There are a few things to think about before we get started with the data. First, although Luntz’s recommendations were informed by his discussions with voters, we don’t know if President Bush or the Republican party actually listened to him. Reporting that Republicans were advised to use climate change instead of global warming doesn’t mean that they actually did so. Perhaps the reason for this is that it seems Bush didn’t use either term. He didn’t use them in his debates with Democratic presidential candidate John Kerry and he only used the term global climate change once in both his 2007 and 2008 State of the Union addresses:

And these technologies will help us be better stewards of the environment, and they will help us to confront the serious challenge of global climate change. – George W. Bush, State of the Union 2007

The United States is committed to strengthening our energy security and confronting global climate change. – George W. Bush, State of the Union 2008

So it’s hard to report on something happening when it didn’t happen. Ironically, Kerry used global warming once in his debate in St. Louis and twice in Coral Gables, so maybe he also got Luntz’s memo?

The second thing to think about is that reporting that Americans claim they hear global warming more often that climate change doesn’t mean that they actually do. People are really bad at accurately reporting things like this. For example, before I present the data to you, I want you to ask yourself which term you think is more common on various American news outlets. Based on the information above, do you think Fox News uses global warming more often or climate change? How about NPR and MSNBC? We’ll see whether the numbers back you up in a bit.

Finally, I’m going to take my data from the Corpus of Contemporary American English (COCA), which is a 450 million word database of speech and writing that is “suitable for looking at current, ongoing changes in the language”. I wrote about why it is better to use corpora like COCA instead of the Google N-gram viewer here.

Crunching the numbers

Let’s first see how common each of these terms are. COCA allows us to split up our data into different genres depending on where the texts come from – Spoken, Fiction, Magazine, Academic, and Newspaper – so we can look at only the genres we are interested in. For the purposes of this blog post, I’m going to look at news texts, magazine texts and spoken language data. We could also look at academic genres, but that might be problematic since according to the CBS article “Scientists have largely started using the term climate change because it more accurately describes the myriad changes to the climate […] while global warming refers to a single phenomenon.” So academics are very particular in the terms they use (seriously, we write whole sections of our theses just to define our terms and we love doing it).

Climate change
SECTION ALL SPOKEN MAGAZINE NEWSPAPER
FREQ 3136 806 1510 820
PER MIL 6.77 8.43 15.8 8.94

 

Climate change
SECTION 1990-1994 1995-1999 2000-2004 2005-2009 2010-2012
FREQ 156 174 390 1541 883
PER MIL 1.5 1.68 3.79 15.1 17.01

Here we can see the raw count (FREQ) for climate change in the Spoken, Magazine, and Newspaper sections of COCA, as well as for the term in different time periods. This is basically the number of times that the term appears in each section. We also have the frequency per million words (PER MIL), which is a way of normalizing the various sections because they each have a different amount of total words. Looking at this more accurate stat, we can see that climate change is most common in the Magazine genre and that its usage (in all genres taken together) increases over time.

Global warming
SECTION ALL SPOKEN MAGAZINE NEWSPAPER
FREQ 4031 1063 1801 1147
PER MIL 8.68 11.12 18.85 12.51

 

Global Warming
SECTION 1990-1994 1995-1999 2000-2004 2005-2009 2010-2012
FREQ 519 375 763 1854 520
PER MIL 4.99 3.63 7.41 18.17 10.02

Here we have the same stats for global warming. They show that the term is more common in all of the genres and time periods, except for 2010–2012, when the normalized frequency drops down to 10.02. In the same time period, the frequency for climate change is 17.02. Conservatives are winning!

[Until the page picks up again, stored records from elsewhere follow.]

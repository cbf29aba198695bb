//! HTTP client for the automation API.

use std::time::Duration;

use reqwest::{RequestBuilder, Response, StatusCode};
use serde::de::DeserializeOwned;
use serde::Deserialize;
use thiserror::Error;
use tracing::debug;

use trdp_api::{
    DeviceList, DeviceSummary, FailRunRequest, FaultRequest, ScenarioList, ScenarioSummary,
    StartRunRequest, StartRunResponse, ValidateRequest, ValidationReport,
};
use trdp_core::{ControllerStatus, DeliveryReport};

/// Default endpoint of the automation API.
pub const DEFAULT_API_URL: &str = "http://127.0.0.1:8000";

const REQUEST_TIMEOUT: Duration = Duration::from_secs(10);

pub type ClientResult<T> = Result<T, ClientError>;

/// Errors talking to the automation API.
#[derive(Error, Debug)]
pub enum ClientError {
    #[error("Failed to reach API at {url}: {source}")]
    Unreachable {
        url: String,
        #[source]
        source: reqwest::Error,
    },

    #[error("API error {status}: {message}")]
    Status { status: u16, message: String },

    #[error("Invalid API response: {0}")]
    Decode(String),

    #[error("Failed to create HTTP client: {0}")]
    Setup(#[from] reqwest::Error),
}

#[derive(Deserialize)]
struct ErrorEnvelope {
    error: ErrorBody,
}

#[derive(Deserialize)]
struct ErrorBody {
    message: String,
}

/// Pull the message out of an error envelope, or return the raw body.
fn error_message(body: &str) -> String {
    serde_json::from_str::<ErrorEnvelope>(body)
        .map(|envelope| envelope.error.message)
        .unwrap_or_else(|_| body.trim().to_string())
}

/// Thin typed wrapper over the automation API routes.
#[derive(Debug, Clone)]
pub struct ApiClient {
    base_url: String,
    http: reqwest::Client,
}

impl ApiClient {
    pub fn new(base_url: impl Into<String>) -> ClientResult<Self> {
        let base_url = base_url.into().trim_end_matches('/').to_string();
        let http = reqwest::Client::builder().timeout(REQUEST_TIMEOUT).build()?;
        Ok(Self { base_url, http })
    }

    fn url(&self, path: &str) -> String {
        format!("{}{}", self.base_url, path)
    }

    pub async fn start_run(&self, request: &StartRunRequest) -> ClientResult<StartRunResponse> {
        let url = self.url("/runs");
        let response = self.send(self.http.post(&url).json(request), &url).await?;
        read_json(response).await
    }

    pub async fn pause_run(&self, run_id: &str) -> ClientResult<ControllerStatus> {
        let url = self.url(&format!("/runs/{}/pause", run_id));
        let response = self.send(self.http.post(&url), &url).await?;
        read_json(response).await
    }

    pub async fn resume_run(&self, run_id: &str) -> ClientResult<ControllerStatus> {
        let url = self.url(&format!("/runs/{}/resume", run_id));
        let response = self.send(self.http.post(&url), &url).await?;
        read_json(response).await
    }

    pub async fn fail_run(&self, run_id: &str, detail: Option<String>) -> ClientResult<ControllerStatus> {
        let url = self.url(&format!("/runs/{}/fail", run_id));
        let body = FailRunRequest { detail };
        let response = self.send(self.http.post(&url).json(&body), &url).await?;
        read_json(response).await
    }

    pub async fn inject_fault(&self, run_id: &str, fault: &FaultRequest) -> ClientResult<DeliveryReport> {
        let url = self.url(&format!("/runs/{}/faults", run_id));
        let response = self.send(self.http.post(&url).json(fault), &url).await?;
        read_json(response).await
    }

    /// Status of a run, or of the current/last run without an id.
    pub async fn status(&self, run_id: Option<&str>) -> ClientResult<ControllerStatus> {
        let url = match run_id {
            Some(id) => self.url(&format!("/runs/{}", id)),
            None => self.url("/runs"),
        };
        let response = self.send(self.http.get(&url), &url).await?;
        read_json(response).await
    }

    pub async fn scenarios(&self) -> ClientResult<Vec<ScenarioSummary>> {
        let url = self.url("/scenarios");
        let response = self.send(self.http.get(&url), &url).await?;
        let list: ScenarioList = read_json(response).await?;
        Ok(list.items)
    }

    pub async fn devices(&self) -> ClientResult<Vec<DeviceSummary>> {
        let url = self.url("/devices");
        let response = self.send(self.http.get(&url), &url).await?;
        let list: DeviceList = read_json(response).await?;
        Ok(list.items)
    }

    /// Validate scenario content. An invalid scenario is a report, not an error.
    pub async fn validate(&self, content: impl Into<String>) -> ClientResult<ValidationReport> {
        let url = self.url("/scenarios/validate");
        let body = ValidateRequest {
            content: content.into(),
        };
        let response = self.send(self.http.post(&url).json(&body), &url).await?;
        if response.status() == StatusCode::UNPROCESSABLE_ENTITY {
            let text = response
                .text()
                .await
                .map_err(|e| ClientError::Decode(e.to_string()))?;
            return serde_json::from_str(&text).map_err(|e| ClientError::Decode(e.to_string()));
        }
        read_json(response).await
    }

    async fn send(&self, request: RequestBuilder, url: &str) -> ClientResult<Response> {
        debug!("Calling {}", url);
        request
            .send()
            .await
            .map_err(|source| ClientError::Unreachable {
                url: url.to_string(),
                source,
            })
    }
}

async fn read_json<T: DeserializeOwned>(response: Response) -> ClientResult<T> {
    let status = response.status();
    let body = response
        .text()
        .await
        .map_err(|e| ClientError::Decode(e.to_string()))?;

    if !status.is_success() {
        return Err(ClientError::Status {
            status: status.as_u16(),
            message: error_message(&body),
        });
    }
    serde_json::from_str(&body).map_err(|e| ClientError::Decode(e.to_string()))
}
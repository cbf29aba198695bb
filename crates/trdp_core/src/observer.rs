//! Lifecycle notifications emitted by the engine.

use std::fmt;
use std::panic::{catch_unwind, AssertUnwindSafe};
use std::sync::Arc;

use parking_lot::Mutex;
use tracing::{info, warn};

/// Lifecycle event delivered to observers.
///
/// The `Display` form is the tag format understood by automation clients,
/// e.g. `starting:demo` or `finished:demo:false`.
#[derive(Debug, Clone, PartialEq, Eq)]
pub enum RunEvent {
    Starting { scenario_id: String },
    Finished { scenario_id: String, realtime: bool },
    Fault { name: String, severity: String },
}

impl fmt::Display for RunEvent {
    fn fmt(&self, f: &mut fmt::Formatter<'_>) -> fmt::Result {
        match self {
            Self::Starting { scenario_id } => write!(f, "starting:{}", scenario_id),
            Self::Finished {
                scenario_id,
                realtime,
            } => write!(f, "finished:{}:{}", scenario_id, realtime),
            Self::Fault { name, severity } => write!(f, "fault:{}:{}", name, severity),
        }
    }
}

/// Receives lifecycle events from the engine.
///
/// Called synchronously from the thread that produced the event, never while
/// engine state is locked.
pub trait RunObserver: Send + Sync {
    fn on_event(&self, event: &RunEvent);
}

/// Observer that forwards events to the tracing subscriber.
#[derive(Debug, Default, Clone, Copy)]
pub struct TracingObserver;

impl RunObserver for TracingObserver {
    fn on_event(&self, event: &RunEvent) {
        info!(event = %event, "Simulation event");
    }
}

/// Observer that keeps every event it receives.
#[derive(Debug, Default)]
pub struct RecordingObserver {
    events: Mutex<Vec<RunEvent>>,
}

impl RecordingObserver {
    pub fn new() -> Self {
        Self::default()
    }

    /// Events received so far, oldest first.
    pub fn events(&self) -> Vec<RunEvent> {
        self.events.lock().clone()
    }

    /// Event tags received so far.
    pub fn tags(&self) -> Vec<String> {
        self.events.lock().iter().map(ToString::to_string).collect()
    }
}

impl RunObserver for RecordingObserver {
    fn on_event(&self, event: &RunEvent) {
        self.events.lock().push(event.clone());
    }
}

/// Deliver an event to every observer, isolating panics.
pub(crate) fn notify_all(observers: &[Arc<dyn RunObserver>], event: &RunEvent) {
    for observer in observers {
        let delivered = catch_unwind(AssertUnwindSafe(|| observer.on_event(event)));
        if delivered.is_err() {
            warn!(event = %event, "Observer panicked while handling event, ignoring");
        }
    }
}
impl SimulationEngine {
    /// Create an engine with the default configuration.
    pub fn new(port: Arc<dyn CommunicationPort>) -> Self {
        Self::with_config(port, EngineConfig::default())
    }

    pub fn with_config(port: Arc<dyn CommunicationPort>, config: EngineConfig) -> Self {
        let (gate, _) = watch::channel(true);
        let (finished, _) = watch::channel(0);
        Self {
            port,
            shared: Arc::new(Shared {
                slot: Mutex::new(RunSlot::default()),
                gate,
                finished,
                observers: RwLock::new(Vec::new()),
            }),
            config,
        }
    }

    pub fn config(&self) -> &EngineConfig {
        &self.config
    }

    /// Register an observer to receive lifecycle events.
    pub fn register_observer(&self, observer: Arc<dyn RunObserver>) {
        self.shared.observers.write().push(observer);
    }

    /// Start executing a scenario in the background.
    ///
    /// Must be called from within a Tokio runtime.
    pub fn start(&self, scenario: Scenario, options: RunOptions) -> SimResult<()> {
        let generation = {
            let mut slot = self.shared.slot.lock();
            if slot.state.is_active() {
                warn!(
                    "Rejecting start of {}: simulation already {}",
                    scenario.identifier, slot.state
                );
                return Err(SimError::Conflict(
                    "Simulation already in progress".to_string(),
                ));
            }
            if *self.shared.finished.borrow() < slot.generation {
                warn!(
                    "Rejecting start of {}: previous worker still unwinding",
                    scenario.identifier
                );
                return Err(SimError::Conflict(
                    "Previous simulation is still shutting down".to_string(),
                ));
            }

            slot.generation += 1;
            slot.state = RunState::Running;
            slot.scenario_id = Some(scenario.identifier.clone());
            slot.telemetry.clear();
            slot.realtime = options.realtime;
            slot.detail = None;
            slot.result = None;
            self.shared.gate.send_replace(true);
            slot.generation
        };

        info!(
            "Starting simulation {} ({} messages, realtime={}, step_delay={:?})",
            scenario.identifier,
            scenario.messages.len(),
            options.realtime,
            options.step_delay
        );
        self.notify(&RunEvent::Starting {
            scenario_id: scenario.identifier.clone(),
        });

        let worker = tokio::spawn(self.clone().execute(scenario, options, generation));
        self.shared.slot.lock().worker = Some(worker);
        Ok(())
    }

    /// Start a scenario, wait for it and return its result.
    ///
    /// Fails with [`SimError::RunFailed`] carrying the recorded detail if the
    /// run did not succeed.
    pub async fn run(&self, scenario: Scenario, options: RunOptions) -> SimResult<SimulationResult> {
        self.start(scenario, options)?;
        self.wait(None).await;

        let result = self.result().ok_or_else(|| {
            SimError::RunFailed("Simulation did not produce a result".to_string())
        })?;
        if !result.success {
            let detail = self.shared.slot.lock().failure_detail();
            return Err(SimError::RunFailed(detail));
        }
        Ok(result)
    }

    /// Pause the active run at its next suspension point.
    pub fn pause(&self) -> SimResult<()> {
        let mut slot = self.shared.slot.lock();
        if slot.state != RunState::Running {
            return Err(SimError::InvalidState(format!(
                "Simulation is not running (state={})",
                slot.state
            )));
        }
        slot.state = RunState::Paused;
        self.shared.gate.send_replace(false);
        info!("Simulation paused after {} message(s)", slot.telemetry.len());
        Ok(())
    }

    /// Resume a paused run.
    pub fn resume(&self) -> SimResult<()> {
        let mut slot = self.shared.slot.lock();
        if slot.state != RunState::Paused {
            return Err(SimError::InvalidState(format!(
                "Simulation is not paused (state={})",
                slot.state
            )));
        }
        slot.state = RunState::Running;
        self.shared.gate.send_replace(true);
        info!("Simulation resumed");
        Ok(())
    }

    /// Force the active run to fail.
    ///
    /// The worker observes the failure at its next suspension point.
    pub fn fail(&self, detail: impl Into<String>) -> SimResult<()> {
        let mut slot = self.shared.slot.lock();
        if !slot.state.is_active() {
            return Err(SimError::InvalidState(format!(
                "No active simulation to fail (state={})",
                slot.state
            )));
        }
        let detail = detail.into();
        warn!("Failing simulation: {}", detail);
        slot.detail = Some(detail);
        slot.state = RunState::Failed;
        self.shared.gate.send_replace(true);
        Ok(())
    }

    /// Snapshot of the current run.
    pub fn status(&self) -> RunStatus {
        self.shared.slot.lock().snapshot()
    }

    /// Result of the most recently finished run.
    pub fn result(&self) -> Option<SimulationResult> {
        self.shared.slot.lock().result.clone()
    }

    /// Wait until the current run has finished and its worker has exited.
    ///
    /// Returns `false` if the timeout elapsed first. Returns `true` at once
    /// when no run has been started.
    pub async fn wait(&self, timeout: Option<Duration>) -> bool {
        let generation = self.shared.slot.lock().generation;
        let mut finished = self.shared.finished.subscribe();
        let reached = async move { finished.wait_for(|g| *g >= generation).await.is_ok() };

        let completed = match timeout {
            Some(limit) => tokio::time::timeout(limit, reached).await.unwrap_or(false),
            None => reached.await,
        };

        if completed {
            let worker = self.shared.slot.lock().worker.take();
            if let Some(worker) = worker {
                if let Err(e) = worker.await {
                    warn!("Simulation worker did not exit cleanly: {}", e);
                }
            }
        }
        completed
    }

    /// Send a fault telegram and notify observers.
    pub async fn apply_fault(&self, fault: &FaultDescriptor) -> SimResult<DeliveryReport> {
        info!("Applying fault {} ({})", fault.name, fault.severity);
        let report = self
            .port
            .send_control(&ControlMessage::new(fault.name.as_str(), Vec::<u8>::new()))
            .await?;
        self.notify(&RunEvent::Fault {
            name: fault.name.clone(),
            severity: fault.severity.clone(),
        });
        Ok(report)
    }

    fn notify(&self, event: &RunEvent) {
        let observers = self.shared.observers.read().clone();
        notify_all(&observers, event);
    }

    /// Worker body. Never returns an error: failures end up in the slot.
    async fn execute(self, scenario: Scenario, options: RunOptions, generation: u64) {
        let outcome = AssertUnwindSafe(self.drive(&scenario, &options))
            .catch_unwind()
            .await
            .unwrap_or_else(|_| Err("Simulation worker panicked".to_string()));

        // A pause that lands after the last suspension point still holds the run.
        let mut failure = outcome.err();
        while !self.finish(&scenario.identifier, options.realtime, generation, failure.take()) {
            failure = self.suspension_point().await.err();
        }
    }

    async fn drive(&self, scenario: &Scenario, options: &RunOptions) -> Result<(), String> {
        self.port
            .configure(scenario)
            .await
            .map_err(|e| e.to_string())?;

        let total = scenario.messages.len();
        for (index, message) in scenario.messages.iter().enumerate() {
            self.suspension_point().await?;

            let report = self
                .port
                .publish(message)
                .await
                .map_err(|e| e.to_string())?;
            let entry = pd_telemetry(message.dataset_id, report.success);
            debug!("[{}/{}] {}", index + 1, total, entry);
            self.record(entry)?;

            if !options.step_delay.is_zero() {
                self.step_delay(options.step_delay).await?;
            }
        }
        Ok(())
    }

    /// Block while paused; bail out if the run was failed.
    async fn suspension_point(&self) -> Result<(), String> {
        let mut gate = self.shared.gate.subscribe();
        loop {
            if gate.wait_for(|open| *open).await.is_err() {
                return Err("Pause gate closed".to_string());
            }
            match self.checkpoint() {
                Checkpoint::Proceed => return Ok(()),
                Checkpoint::Hold => continue,
                Checkpoint::Abort(detail) => return Err(detail),
            }
        }
    }

    fn checkpoint(&self) -> Checkpoint {
        let slot = self.shared.slot.lock();
        match slot.state {
            RunState::Failed => Checkpoint::Abort(slot.failure_detail()),
            RunState::Paused => Checkpoint::Hold,
            _ => Checkpoint::Proceed,
        }
    }

    fn record(&self, entry: String) -> Result<(), String> {
        let mut slot = self.shared.slot.lock();
        if slot.state == RunState::Failed {
            return Err(slot.failure_detail());
        }
        slot.telemetry.push(entry);
        Ok(())
    }

    async fn step_delay(&self, delay: Duration) -> Result<(), String> {
        let mut remaining = delay;
        while !remaining.is_zero() {
            let chunk = remaining.min(self.config.delay_chunk);
            tokio::time::sleep(chunk).await;
            remaining = remaining.saturating_sub(chunk);
            self.suspension_point().await?;
        }
        Ok(())
    }

    /// Move the run to its terminal state.
    ///
    /// Returns `false`, leaving the slot untouched, when a successful run is
    /// currently paused.
    fn finish(
        &self,
        scenario_id: &str,
        realtime: bool,
        generation: u64,
        failure: Option<String>,
    ) -> bool {
        let state = {
            let mut slot = self.shared.slot.lock();
            if failure.is_none() && slot.state == RunState::Paused {
                debug!("Simulation {} paused before completion", scenario_id);
                return false;
            }
            // A forced failure keeps the detail it was given.
            let failure = if slot.state == RunState::Failed {
                Some(slot.failure_detail())
            } else {
                failure
            };
            let telemetry = slot.telemetry.clone();
            match failure {
                None => {
                    slot.result = Some(SimulationResult {
                        success: true,
                        telemetry,
                    });
                    slot.state = RunState::Completed;
                }
                Some(detail) => {
                    error!("Simulation {} failed: {}", scenario_id, detail);
                    slot.detail = Some(detail);
                    slot.result = Some(SimulationResult {
                        success: false,
                        telemetry,
                    });
                    slot.state = RunState::Failed;
                }
            }
            self.shared.gate.send_replace(true);
            slot.state
        };

        info!("Simulation {} finished ({})", scenario_id, state);
        self.notify(&RunEvent::Finished {
            scenario_id: scenario_id.to_string(),
            realtime,
        });
        self.shared
            .finished
            .send_modify(|finished| *finished = (*finished).max(generation));
        true
    }
}
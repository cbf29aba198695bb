//! Catalog commands - List scenarios and device profiles.

use anyhow::{Context, Result};

use trdp_api::{DeviceSummary, ScenarioSummary};

use crate::client::ApiClient;

pub fn format_scenario(scenario: &ScenarioSummary) -> String {
    format!(
        "{} (device={}, events={}) {}",
        scenario.identifier,
        scenario.device,
        scenario.events,
        scenario.path.display()
    )
}

pub fn format_device(device: &DeviceSummary) -> String {
    format!("{} {}", device.name, device.path.display())
}

pub async fn scenarios(client: &ApiClient) -> Result<()> {
    let items = client
        .scenarios()
        .await
        .context("Failed to list scenarios")?;

    if items.is_empty() {
        println!("No scenarios found");
    }
    for scenario in &items {
        println!("{}", format_scenario(scenario));
    }
    Ok(())
}

pub async fn devices(client: &ApiClient) -> Result<()> {
    let items = client.devices().await.context("Failed to list devices")?;

    if items.is_empty() {
        println!("No devices found");
    }
    for device in &items {
        println!("{}", format_device(device));
    }
    Ok(())
}
//! Communication port trait.

use async_trait::async_trait;

use crate::error::CommResult;
use crate::message::{ControlMessage, DeliveryReport, ProcessDataMessage};
use crate::scenario::Scenario;

/// Endpoint the engine drives while executing a scenario.
///
/// Only the run worker calls `configure` and `publish` during a run; the
/// controller owns `start` and `stop`.
#[async_trait]
pub trait CommunicationPort: Send + Sync {
    /// Configure endpoints for the given scenario. Fails if the port has not
    /// been started.
    async fn configure(&self, scenario: &Scenario) -> CommResult<()>;

    /// Publish a process data telegram.
    async fn publish(&self, message: &ProcessDataMessage) -> CommResult<DeliveryReport>;

    /// Send a message data telegram.
    async fn send_control(&self, message: &ControlMessage) -> CommResult<DeliveryReport>;

    /// Open the underlying session.
    async fn start(&self) -> CommResult<()>;

    /// Close the underlying session.
    async fn stop(&self) -> CommResult<()>;

    /// Whether the session is currently open.
    fn is_running(&self) -> bool;
}
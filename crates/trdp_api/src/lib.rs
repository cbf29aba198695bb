//! # trdp_api
//!
//! HTTP automation API for the TRDP simulator.
//!
//! The router exposes the run controller (start, pause, resume, fail, fault
//! injection and status) together with a catalog of scenario and device
//! files found in a directory.
//!
//! | route                        | purpose                                |
//! |------------------------------|----------------------------------------|
//! | `POST /runs`                 | start a run, `201` with its id         |
//! | `GET /runs`                  | status of the current or last run      |
//! | `GET /runs/:run_id`          | status of one run                      |
//! | `POST /runs/:run_id/pause`   | pause a running run                    |
//! | `POST /runs/:run_id/resume`  | resume a paused run                    |
//! | `POST /runs/:run_id/fail`    | force a run into the failed state      |
//! | `POST /runs/:run_id/faults`  | inject a fault telegram                |
//! | `GET /scenarios`             | list valid scenario files              |
//! | `POST /scenarios/validate`   | validate scenario content              |
//! | `GET /devices`               | list device profiles                   |
//! | `GET /health`                | liveness                               |
//! | `GET /ui`                    | dashboard page                         |
//!
//! Every request is tagged with the `x-request-id` header it arrived with,
//! or a fresh UUID. The id is logged, echoed on the response and used as
//! the `request_id` of error envelopes.

pub mod catalog;
pub mod config;
pub mod error;
pub mod models;
pub mod server;

pub use catalog::{CatalogService, DeviceSummary, ScenarioSummary, ValidationReport};
pub use config::{ServerConfig, DEFAULT_BIND, DEFAULT_CATALOG_DIR, DEFAULT_DASHBOARD};
pub use error::{ApiError, ApiResult, ConfigError, ServerError};
pub use models::{
    DeviceList, FailRunRequest, FaultRequest, HealthResponse, ItemList, MessageSpec,
    RunOptionsSpec, ScenarioList, StartRunRequest, StartRunResponse, ValidateRequest,
};
pub use server::{build_router, load_dashboard, serve, AppState, FALLBACK_DASHBOARD, REQUEST_ID_HEADER};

Not so fast, tiger. We still don’t know who is using these words. Remember that global warming only refers to one of the many changes happening to our planet. Maybe those in the media picked up on this and started using climate change where it was more appropriate. So let’s cut up the genres.

Didn’t you get the memo?

So President Bush didn’t use climate change or global warming. But perhaps this idea that the opposing sides of the debate should use different terms has filtered down to the talking heads on TV. If we remember the idea that people believe they hear global warming more often than climate change in public discourse, we can look at the Spoken section of the corpus to check this claim. Here is where you can check your guesses about which term is more common on various news outlets. Below are the frequencies for climate change in the different sections of the Spoken corpus.

Climate change
Spoken # PER MILLION # TOKENS # WORDS
FOX 19.51 123 6,302,918
NPR 18.45 321 17,399,724
PBS 12.1 80 6,612,202
CNN 5.37 111 20,656,861
NBC 4.41 28 6,348,632
MSNBC 3.68 3 814,156
CBS 3.41 44 12,887,290
ABC 3.29 51 15,514,463
Indep 0.23 1 4,343,343

So climate change occurs about 19 times per million words on Fox News and about 3 times per million words on MSNBC. #TOKENS refers to the actual number of times the term appears in each subsection, while # WORDS refers to how many words make up each subsection.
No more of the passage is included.